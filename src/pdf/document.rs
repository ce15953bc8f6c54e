//! Document loading and page-tree walking on top of lopdf

use crate::error::{Error, Result};
use lopdf::{Dictionary, Document, Object, ObjectId};
use std::collections::HashSet;
use std::path::Path;

/// Guards against cyclic `Parent` chains in malformed page trees
const MAX_TREE_DEPTH: usize = 64;

/// Nested Form XObjects deeper than this are not searched for images
const MAX_FORM_DEPTH: usize = 16;

/// Reference to an image XObject discovered on a page
#[derive(Debug, Clone, PartialEq, Eq)]
pub struct ImageRef {
    /// Object id of the image stream
    pub id: ObjectId,
    /// Resource name the image is registered under (e.g. `Im1`)
    pub name: String,
}

/// Open a PDF from a file path
pub fn open_path<P: AsRef<Path>>(path: P) -> Result<Document> {
    let path = path.as_ref();

    if !path.exists() {
        return Err(Error::PdfNotFound {
            path: path.display().to_string(),
        });
    }

    let data = std::fs::read(path)?;
    open_bytes(&data)
}

/// Open a PDF from bytes
pub fn open_bytes(data: &[u8]) -> Result<Document> {
    if data.len() < 4 || &data[0..4] != b"%PDF" {
        return Err(Error::InvalidPdf {
            reason: "Not a valid PDF file".to_string(),
        });
    }

    Ok(Document::load_mem(data)?)
}

/// Page object ids in document order (index 0 is the first page)
pub fn page_ids(document: &Document) -> Vec<ObjectId> {
    document.get_pages().into_values().collect()
}

/// List the image XObjects used by a page.
///
/// Images are reported in the order their resource dictionary lists them.
/// Form XObjects are searched recursively, so an image drawn through a form
/// appears at the form's position. Each image object is listed at most once
/// per page.
pub fn page_images(document: &Document, page_id: ObjectId) -> Result<Vec<ImageRef>> {
    let mut images = Vec::new();
    let mut seen = HashSet::new();

    if let Some(resources) = page_resources(document, page_id)? {
        collect_images(document, resources, &mut seen, &mut images, 0);
    }

    Ok(images)
}

/// Resolve the resource dictionary of a page, honouring inheritance from
/// ancestor `Pages` nodes.
fn page_resources(document: &Document, page_id: ObjectId) -> Result<Option<&Dictionary>> {
    let mut node = document.get_dictionary(page_id)?;

    for _ in 0..MAX_TREE_DEPTH {
        if let Ok(resources) = node.get(b"Resources") {
            let (_, resolved) = document.dereference(resources)?;
            return Ok(resolved.as_dict().ok());
        }

        match node.get(b"Parent").and_then(Object::as_reference) {
            Ok(parent) => node = document.get_dictionary(parent)?,
            Err(_) => return Ok(None),
        }
    }

    Ok(None)
}

fn collect_images(
    document: &Document,
    resources: &Dictionary,
    seen: &mut HashSet<ObjectId>,
    images: &mut Vec<ImageRef>,
    depth: usize,
) {
    let Some(xobjects) = resolve_dict(document, resources, b"XObject") else {
        return;
    };

    for (name, value) in xobjects.iter() {
        // Streams are always indirect objects
        let Ok(id) = value.as_reference() else {
            continue;
        };
        if !seen.insert(id) {
            continue;
        }
        let Ok(stream) = document.get_object(id).and_then(Object::as_stream) else {
            continue;
        };

        match stream.dict.get(b"Subtype").and_then(Object::as_name) {
            Ok(b"Image") => images.push(ImageRef {
                id,
                name: String::from_utf8_lossy(name).into_owned(),
            }),
            Ok(b"Form") if depth < MAX_FORM_DEPTH => {
                if let Some(form_resources) = resolve_dict(document, &stream.dict, b"Resources") {
                    collect_images(document, form_resources, seen, images, depth + 1);
                }
            }
            _ => {}
        }
    }
}

/// Look up `key` in `dict`, following an indirect reference if needed.
pub(crate) fn resolve_dict<'a>(
    document: &'a Document,
    dict: &'a Dictionary,
    key: &[u8],
) -> Option<&'a Dictionary> {
    let value = dict.get(key).ok()?;
    let (_, resolved) = document.dereference(value).ok()?;
    resolved.as_dict().ok()
}
//! PDF fixtures built in memory with lopdf

#![allow(dead_code)]

use image::{DynamicImage, GrayImage, ImageFormat, Luma};
use lopdf::content::{Content, Operation};
use lopdf::{dictionary, Document, Object, ObjectId, Stream, StringFormat};
use qrcode::QrCode;
use rxing::{BarcodeFormat, MultiFormatWriter, Writer};
use std::io::Cursor;

pub const UPI_PAYLOAD: &str = "upi://pay?pa=merchant@bank&pn=Acme%20Traders&am=1250.00";
pub const INVOICE_PAYLOAD: &str = "INV-2024-0042|27AAPFU0939F1ZV|1250.00";

/// Render `payload` as a QR symbol at least 300px square
pub fn qr_image(payload: &str) -> GrayImage {
    QrCode::new(payload.as_bytes())
        .expect("payload fits in a QR symbol")
        .render::<Luma<u8>>()
        .min_dimensions(300, 300)
        .build()
}

/// Render `text` as a Code 128 barcode
pub fn code128_image(text: &str) -> GrayImage {
    let matrix = MultiFormatWriter::default()
        .encode(text, &BarcodeFormat::CODE_128, 300, 120)
        .expect("text encodes as Code 128");
    GrayImage::from_fn(matrix.getWidth(), matrix.getHeight(), |x, y| {
        Luma([if matrix.get(x, y) { 0 } else { 255 }])
    })
}

/// A horizontal gradient with no symbol in it
pub fn plain_image(width: u32, height: u32) -> GrayImage {
    GrayImage::from_fn(width, height, |x, _| Luma([(x * 255 / width.max(1)) as u8]))
}

pub fn jpeg_bytes(image: &GrayImage) -> Vec<u8> {
    let mut bytes = Vec::new();
    DynamicImage::ImageLuma8(image.clone())
        .write_to(&mut Cursor::new(&mut bytes), ImageFormat::Jpeg)
        .expect("JPEG encoding succeeds");
    bytes
}

/// Assembles a PDF page by page. Image objects are added once and may be
/// placed on any number of pages.
pub struct PdfBuilder {
    doc: Document,
    pages_id: ObjectId,
    font_id: ObjectId,
    kids: Vec<Object>,
}

impl Default for PdfBuilder {
    fn default() -> Self {
        Self::new()
    }
}

impl PdfBuilder {
    pub fn new() -> Self {
        let mut doc = Document::with_version("1.5");
        let pages_id = doc.new_object_id();
        let font_id = doc.add_object(dictionary! {
            "Type" => "Font",
            "Subtype" => "Type1",
            "BaseFont" => "Helvetica",
            "Encoding" => "WinAnsiEncoding",
        });
        Self {
            doc,
            pages_id,
            font_id,
            kids: Vec::new(),
        }
    }

    /// Add an uncompressed 8-bit DeviceGray image
    pub fn add_gray_image(&mut self, image: &GrayImage) -> ObjectId {
        let stream = Stream::new(
            dictionary! {
                "Type" => "XObject",
                "Subtype" => "Image",
                "Width" => image.width() as i64,
                "Height" => image.height() as i64,
                "ColorSpace" => "DeviceGray",
                "BitsPerComponent" => 8,
            },
            image.as_raw().clone(),
        );
        self.doc.add_object(stream)
    }

    /// Add a 1-bit palette image: index 0 is black, index 1 white
    pub fn add_indexed_image(&mut self, image: &GrayImage) -> ObjectId {
        let stride = (image.width() as usize).div_ceil(8);
        let mut packed = vec![0u8; stride * image.height() as usize];
        for (x, y, pixel) in image.enumerate_pixels() {
            if pixel.0[0] >= 128 {
                packed[y as usize * stride + x as usize / 8] |= 0x80 >> (x % 8);
            }
        }
        let stream = Stream::new(
            dictionary! {
                "Type" => "XObject",
                "Subtype" => "Image",
                "Width" => image.width() as i64,
                "Height" => image.height() as i64,
                "ColorSpace" => vec![
                    Object::Name(b"Indexed".to_vec()),
                    Object::Name(b"DeviceRGB".to_vec()),
                    Object::Integer(1),
                    Object::String(vec![0, 0, 0, 255, 255, 255], StringFormat::Hexadecimal),
                ],
                "BitsPerComponent" => 1,
            },
            packed,
        );
        self.doc.add_object(stream)
    }

    /// Add an image XObject with an arbitrary dictionary
    pub fn add_image_stream(&mut self, dict: lopdf::Dictionary, content: Vec<u8>) -> ObjectId {
        self.doc.add_object(Stream::new(dict, content))
    }

    /// Add a DCT-encoded image carrying `bytes` verbatim
    pub fn add_jpeg_image(&mut self, bytes: Vec<u8>, width: u32, height: u32) -> ObjectId {
        let stream = Stream::new(
            dictionary! {
                "Type" => "XObject",
                "Subtype" => "Image",
                "Width" => width as i64,
                "Height" => height as i64,
                "ColorSpace" => "DeviceGray",
                "BitsPerComponent" => 8,
                "Filter" => "DCTDecode",
            },
            bytes,
        );
        self.doc.add_object(stream)
    }

    /// Add a page drawing `images` top to bottom and, optionally, one line of text
    pub fn add_page(&mut self, images: &[ObjectId], text: Option<&str>) -> &mut Self {
        let mut operations = Vec::new();
        let mut xobjects = lopdf::Dictionary::new();

        for (i, id) in images.iter().enumerate() {
            let name = format!("Im{}", i);
            xobjects.set(name.as_bytes().to_vec(), *id);
            operations.push(Operation::new("q", vec![]));
            operations.push(Operation::new(
                "cm",
                vec![
                    150.into(),
                    0.into(),
                    0.into(),
                    150.into(),
                    72.into(),
                    (560 - 160 * i as i64).into(),
                ],
            ));
            operations.push(Operation::new("Do", vec![Object::Name(name.into_bytes())]));
            operations.push(Operation::new("Q", vec![]));
        }

        if let Some(text) = text {
            operations.push(Operation::new("BT", vec![]));
            operations.push(Operation::new("Tf", vec!["F1".into(), 12.into()]));
            operations.push(Operation::new("Td", vec![72.into(), 740.into()]));
            operations.push(Operation::new(
                "Tj",
                vec![Object::String(text.as_bytes().to_vec(), StringFormat::Literal)],
            ));
            operations.push(Operation::new("ET", vec![]));
        }

        let content = Content { operations };
        let content_id = self.doc.add_object(Stream::new(
            dictionary! {},
            content.encode().expect("content encodes"),
        ));

        let page_id = self.doc.add_object(dictionary! {
            "Type" => "Page",
            "Parent" => self.pages_id,
            "Contents" => content_id,
            "Resources" => dictionary! {
                "Font" => dictionary! { "F1" => self.font_id },
                "XObject" => xobjects,
            },
        });
        self.kids.push(page_id.into());
        self
    }

    /// Set the document information dictionary
    pub fn info(&mut self, entries: &[(&str, &str)]) -> &mut Self {
        let mut info = lopdf::Dictionary::new();
        for (key, value) in entries {
            info.set(
                key.as_bytes().to_vec(),
                Object::String(value.as_bytes().to_vec(), StringFormat::Literal),
            );
        }
        let info_id = self.doc.add_object(info);
        self.doc.trailer.set("Info", info_id);
        self
    }

    /// Serialize the document
    pub fn build(&mut self) -> Vec<u8> {
        let count = self.kids.len() as i64;
        self.doc.objects.insert(
            self.pages_id,
            Object::Dictionary(dictionary! {
                "Type" => "Pages",
                "Kids" => self.kids.clone(),
                "Count" => count,
                "MediaBox" => vec![0.into(), 0.into(), 595.into(), 842.into()],
            }),
        );
        let catalog_id = self.doc.add_object(dictionary! {
            "Type" => "Catalog",
            "Pages" => self.pages_id,
        });
        self.doc.trailer.set("Root", catalog_id);

        let mut bytes = Vec::new();
        self.doc.save_to(&mut bytes).expect("document serializes");
        bytes
    }
}

/// A single-page document with one QR image and a line of text
pub fn invoice_pdf(payload: &str, text: &str) -> Vec<u8> {
    let mut pdf = PdfBuilder::new();
    let qr = pdf.add_gray_image(&qr_image(payload));
    pdf.add_page(&[qr], Some(text));
    pdf.build()
}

## ASSIGNMENT
Show all lines of the material in which the word "resolved" can be found.

## RESPONSE
            let (_, resolved) = document.dereference(resources)?;
            return Ok(resolved.as_dict().ok());
    let (_, resolved) = document.dereference(value).ok()?;
    resolved.as_dict().ok()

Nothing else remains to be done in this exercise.